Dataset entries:

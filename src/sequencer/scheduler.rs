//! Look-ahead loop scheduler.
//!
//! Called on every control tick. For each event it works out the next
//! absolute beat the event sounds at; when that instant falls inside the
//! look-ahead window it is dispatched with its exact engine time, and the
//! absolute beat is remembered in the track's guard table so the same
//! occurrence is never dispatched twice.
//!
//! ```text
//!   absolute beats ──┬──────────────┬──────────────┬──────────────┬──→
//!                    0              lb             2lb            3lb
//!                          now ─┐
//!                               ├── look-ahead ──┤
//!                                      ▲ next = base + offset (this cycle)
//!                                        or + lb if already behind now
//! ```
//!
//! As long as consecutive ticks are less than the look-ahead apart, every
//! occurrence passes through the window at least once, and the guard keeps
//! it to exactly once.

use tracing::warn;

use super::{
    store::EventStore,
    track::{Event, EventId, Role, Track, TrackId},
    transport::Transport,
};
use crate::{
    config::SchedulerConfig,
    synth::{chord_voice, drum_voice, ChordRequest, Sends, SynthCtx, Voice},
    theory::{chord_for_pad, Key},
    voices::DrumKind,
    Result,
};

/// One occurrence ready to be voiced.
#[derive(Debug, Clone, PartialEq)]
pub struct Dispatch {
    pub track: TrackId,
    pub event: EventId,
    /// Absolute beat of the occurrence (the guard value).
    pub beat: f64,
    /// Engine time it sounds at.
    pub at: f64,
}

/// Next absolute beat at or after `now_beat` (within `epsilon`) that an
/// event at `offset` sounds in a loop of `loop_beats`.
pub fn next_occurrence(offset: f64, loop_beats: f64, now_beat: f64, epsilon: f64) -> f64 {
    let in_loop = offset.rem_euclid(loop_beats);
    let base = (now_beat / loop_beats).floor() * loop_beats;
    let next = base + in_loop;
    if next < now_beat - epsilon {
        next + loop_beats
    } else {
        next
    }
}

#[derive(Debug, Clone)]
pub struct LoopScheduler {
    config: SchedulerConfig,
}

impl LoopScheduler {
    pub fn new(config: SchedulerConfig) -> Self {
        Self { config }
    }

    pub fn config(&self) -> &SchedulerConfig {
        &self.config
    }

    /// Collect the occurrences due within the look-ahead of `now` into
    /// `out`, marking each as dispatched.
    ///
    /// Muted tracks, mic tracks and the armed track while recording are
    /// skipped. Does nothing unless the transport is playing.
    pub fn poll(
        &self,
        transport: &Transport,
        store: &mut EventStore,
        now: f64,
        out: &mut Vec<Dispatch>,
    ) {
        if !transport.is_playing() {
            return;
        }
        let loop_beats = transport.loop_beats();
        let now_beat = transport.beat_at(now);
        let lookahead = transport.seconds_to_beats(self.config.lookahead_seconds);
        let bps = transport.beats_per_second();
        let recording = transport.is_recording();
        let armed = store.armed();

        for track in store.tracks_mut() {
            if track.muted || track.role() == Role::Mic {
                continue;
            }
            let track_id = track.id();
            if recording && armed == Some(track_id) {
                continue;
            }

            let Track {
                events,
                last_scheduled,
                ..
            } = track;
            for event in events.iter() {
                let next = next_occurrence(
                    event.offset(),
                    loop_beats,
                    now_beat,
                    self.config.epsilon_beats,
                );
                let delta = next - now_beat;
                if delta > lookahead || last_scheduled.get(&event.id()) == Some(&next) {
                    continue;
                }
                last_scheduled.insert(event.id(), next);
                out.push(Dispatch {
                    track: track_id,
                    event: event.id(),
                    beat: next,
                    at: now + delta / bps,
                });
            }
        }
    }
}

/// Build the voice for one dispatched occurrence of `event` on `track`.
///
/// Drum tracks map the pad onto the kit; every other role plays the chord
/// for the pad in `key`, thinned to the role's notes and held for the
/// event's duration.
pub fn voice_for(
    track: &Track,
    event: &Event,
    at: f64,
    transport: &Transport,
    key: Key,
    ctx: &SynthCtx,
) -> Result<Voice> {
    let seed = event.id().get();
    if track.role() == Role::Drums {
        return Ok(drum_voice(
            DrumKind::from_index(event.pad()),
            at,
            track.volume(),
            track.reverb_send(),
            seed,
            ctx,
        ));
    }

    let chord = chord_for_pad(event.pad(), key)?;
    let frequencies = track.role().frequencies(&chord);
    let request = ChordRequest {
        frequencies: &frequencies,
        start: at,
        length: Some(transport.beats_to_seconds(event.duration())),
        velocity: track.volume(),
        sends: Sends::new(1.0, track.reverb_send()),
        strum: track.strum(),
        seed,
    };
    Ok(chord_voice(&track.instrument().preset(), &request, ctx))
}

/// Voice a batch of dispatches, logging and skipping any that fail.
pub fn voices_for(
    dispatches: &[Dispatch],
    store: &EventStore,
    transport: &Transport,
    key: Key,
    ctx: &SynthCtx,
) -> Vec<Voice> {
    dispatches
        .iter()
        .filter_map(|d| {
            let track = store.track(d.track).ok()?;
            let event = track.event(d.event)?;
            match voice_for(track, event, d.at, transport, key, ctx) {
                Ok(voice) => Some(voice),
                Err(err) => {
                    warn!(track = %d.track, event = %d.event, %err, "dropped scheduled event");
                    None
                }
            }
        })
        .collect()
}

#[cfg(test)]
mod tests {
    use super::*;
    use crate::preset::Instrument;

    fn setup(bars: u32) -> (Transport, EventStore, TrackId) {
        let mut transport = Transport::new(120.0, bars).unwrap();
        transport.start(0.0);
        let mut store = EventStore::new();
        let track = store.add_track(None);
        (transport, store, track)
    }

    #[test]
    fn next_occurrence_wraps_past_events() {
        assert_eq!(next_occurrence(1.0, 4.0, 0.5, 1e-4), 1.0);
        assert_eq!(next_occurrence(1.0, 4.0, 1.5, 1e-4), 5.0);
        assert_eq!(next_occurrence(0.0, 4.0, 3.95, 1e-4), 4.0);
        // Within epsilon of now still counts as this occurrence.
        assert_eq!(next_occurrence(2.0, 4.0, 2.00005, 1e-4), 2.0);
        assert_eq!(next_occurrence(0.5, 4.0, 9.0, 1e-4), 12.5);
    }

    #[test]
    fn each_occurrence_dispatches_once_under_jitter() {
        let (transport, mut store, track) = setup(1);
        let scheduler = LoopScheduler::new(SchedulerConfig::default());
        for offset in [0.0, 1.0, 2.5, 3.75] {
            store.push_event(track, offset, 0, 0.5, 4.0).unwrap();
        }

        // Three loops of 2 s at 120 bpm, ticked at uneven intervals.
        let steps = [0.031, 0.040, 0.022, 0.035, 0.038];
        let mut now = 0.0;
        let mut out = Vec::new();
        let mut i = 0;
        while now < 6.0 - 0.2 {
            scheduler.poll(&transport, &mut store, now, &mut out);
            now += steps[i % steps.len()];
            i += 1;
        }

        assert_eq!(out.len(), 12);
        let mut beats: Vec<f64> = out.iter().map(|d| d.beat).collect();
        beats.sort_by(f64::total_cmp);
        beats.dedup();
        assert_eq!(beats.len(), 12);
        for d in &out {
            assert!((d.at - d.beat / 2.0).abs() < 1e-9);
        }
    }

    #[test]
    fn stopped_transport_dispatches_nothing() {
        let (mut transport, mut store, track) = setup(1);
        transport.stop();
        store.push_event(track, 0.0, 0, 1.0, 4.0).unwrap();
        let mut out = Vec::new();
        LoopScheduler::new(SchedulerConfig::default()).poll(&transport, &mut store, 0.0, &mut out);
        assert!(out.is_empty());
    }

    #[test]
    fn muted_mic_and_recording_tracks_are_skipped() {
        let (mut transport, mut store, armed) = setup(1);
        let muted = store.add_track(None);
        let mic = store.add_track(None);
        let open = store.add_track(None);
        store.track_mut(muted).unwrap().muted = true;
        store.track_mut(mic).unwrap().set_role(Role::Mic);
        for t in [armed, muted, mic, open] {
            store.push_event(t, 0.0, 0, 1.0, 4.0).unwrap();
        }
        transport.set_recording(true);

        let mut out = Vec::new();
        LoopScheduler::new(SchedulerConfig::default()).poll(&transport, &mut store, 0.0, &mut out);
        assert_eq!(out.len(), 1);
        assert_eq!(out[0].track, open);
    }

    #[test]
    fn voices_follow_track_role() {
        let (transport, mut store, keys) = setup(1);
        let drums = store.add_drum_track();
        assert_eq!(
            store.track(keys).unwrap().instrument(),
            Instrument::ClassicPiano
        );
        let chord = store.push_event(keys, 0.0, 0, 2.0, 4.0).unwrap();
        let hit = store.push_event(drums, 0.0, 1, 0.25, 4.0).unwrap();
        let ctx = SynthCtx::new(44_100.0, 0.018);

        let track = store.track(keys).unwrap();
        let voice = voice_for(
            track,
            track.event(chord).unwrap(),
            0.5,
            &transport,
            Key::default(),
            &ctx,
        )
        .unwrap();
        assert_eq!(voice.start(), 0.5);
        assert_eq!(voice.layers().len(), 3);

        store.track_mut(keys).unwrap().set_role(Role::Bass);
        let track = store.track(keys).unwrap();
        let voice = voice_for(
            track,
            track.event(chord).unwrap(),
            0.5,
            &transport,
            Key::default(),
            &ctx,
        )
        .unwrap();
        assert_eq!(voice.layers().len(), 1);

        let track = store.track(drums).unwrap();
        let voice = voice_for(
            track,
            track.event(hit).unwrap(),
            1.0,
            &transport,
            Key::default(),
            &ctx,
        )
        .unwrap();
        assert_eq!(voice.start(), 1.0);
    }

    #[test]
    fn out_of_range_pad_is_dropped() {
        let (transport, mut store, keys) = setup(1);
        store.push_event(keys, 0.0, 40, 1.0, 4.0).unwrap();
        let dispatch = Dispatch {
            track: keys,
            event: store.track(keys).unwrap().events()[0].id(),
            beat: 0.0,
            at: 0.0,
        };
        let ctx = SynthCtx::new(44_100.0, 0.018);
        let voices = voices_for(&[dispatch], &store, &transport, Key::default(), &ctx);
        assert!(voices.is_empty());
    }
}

→ Work to complete
Copy out every line of the data where the word "this" occurs.

→ Response area
//!                                      ▲ next = base + offset (this cycle)
        // Within epsilon of now still counts as this occurrence.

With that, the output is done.